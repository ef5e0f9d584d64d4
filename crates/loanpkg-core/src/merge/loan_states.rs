//! Loan state append-merge.

use std::collections::HashSet;

use crate::enforcement::{
    Accumulator, ContractError, OrError, RequirementCategory, ValidationEnv,
    validate_requirements,
};
use crate::fields::{
    is_not_blank, is_valid_checksum, is_valid_identifier, is_valid_past_timestamp,
    require_checksum_structure,
};
use crate::records::{LoanStateMetadata, Timestamp};

/// Records every field-level violation of `loan_state`.
pub fn validate_loan_state(acc: &mut Accumulator, loan_state: &LoanStateMetadata) {
    let now = acc.now();
    acc.require_all([
        is_valid_identifier(loan_state.id.as_ref()).or_error("Loan state must have valid ID"),
        is_not_blank(&loan_state.uri).or_error("Loan state is missing URI"),
        is_valid_checksum(loan_state.checksum.as_ref()).or_error("Loan state is missing checksum"),
        is_valid_past_timestamp(loan_state.effective_time.as_ref(), now)
            .or_error("Loan state must have valid effective time"),
    ]);
    require_checksum_structure(acc, "Loan state", loan_state.checksum.as_ref());
}

/// Merges `incoming` loan states into `existing`, recording violations on
/// `acc`.
///
/// Checksum, ID and effective time must each be new, both against history
/// and within the batch. Unlike documents, a loan state can never be
/// re-committed under an existing checksum.
pub fn merge_loan_states(
    acc: &mut Accumulator,
    existing: &[LoanStateMetadata],
    incoming: &[LoanStateMetadata],
) -> Vec<LoanStateMetadata> {
    acc.require((!incoming.is_empty()).or_error("Must supply at least one loan state"));

    let existing_checksums: HashSet<&str> = existing
        .iter()
        .filter_map(LoanStateMetadata::checksum_key)
        .collect();
    let existing_ids: HashSet<&str> = existing.iter().filter_map(LoanStateMetadata::id_key).collect();
    let existing_times: HashSet<Timestamp> =
        existing.iter().filter_map(|state| state.effective_time).collect();

    let mut seen_checksums: HashSet<&str> = HashSet::new();
    let mut seen_ids: HashSet<&str> = HashSet::new();
    let mut seen_times: HashSet<Timestamp> = HashSet::new();
    let mut merged = existing.to_vec();

    for loan_state in incoming {
        let before = acc.total();
        validate_loan_state(acc, loan_state);

        let checksum = loan_state.checksum_key();
        let id = loan_state.id_key();
        let effective_time = loan_state.effective_time;

        if let Some(checksum) = checksum {
            acc.require_all([
                (!existing_checksums.contains(checksum))
                    .or_error(format!("Loan state with checksum {checksum} already exists")),
                (!seen_checksums.contains(checksum)).or_error(format!(
                    "Loan state with checksum {checksum} is provided more than once in input"
                )),
            ]);
        }
        if let Some(id) = id {
            acc.require_all([
                (!existing_ids.contains(id))
                    .or_error(format!("Loan state with ID {id} already exists")),
                (!seen_ids.contains(id))
                    .or_error(format!("Loan state with ID {id} is provided more than once in input")),
            ]);
        }
        if let Some(time) = effective_time {
            let shown = time.to_rfc3339();
            acc.require_all([
                (!existing_times.contains(&time))
                    .or_error(format!("Loan state with effective time {shown} already exists")),
                (!seen_times.contains(&time)).or_error(format!(
                    "Loan state with effective time {shown} is provided more than once in input"
                )),
            ]);
        }

        if acc.total() == before {
            seen_checksums.extend(checksum);
            seen_ids.extend(id);
            seen_times.extend(effective_time);
            merged.push(loan_state.clone());
        }
    }

    tracing::debug!(
        existing = existing.len(),
        incoming = incoming.len(),
        merged = merged.len(),
        "merged loan states"
    );
    merged
}

/// Validates `incoming` and appends it to `existing` in one pass.
///
/// # Errors
///
/// Returns [`ContractError::Violation`] listing every problem found in the
/// batch. Nothing is merged in that case.
pub fn append_loan_states(
    env: ValidationEnv,
    existing: &[LoanStateMetadata],
    incoming: &[LoanStateMetadata],
) -> Result<Vec<LoanStateMetadata>, ContractError> {
    validate_requirements(RequirementCategory::InvalidInput, env, |acc| {
        merge_loan_states(acc, existing, incoming)
    })
}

**DIRECTIONS**.
Where does the string "total" appear in the records above? Show every line that holds it.

**OUTPUT**.
        let before = acc.total();
        if acc.total() == before {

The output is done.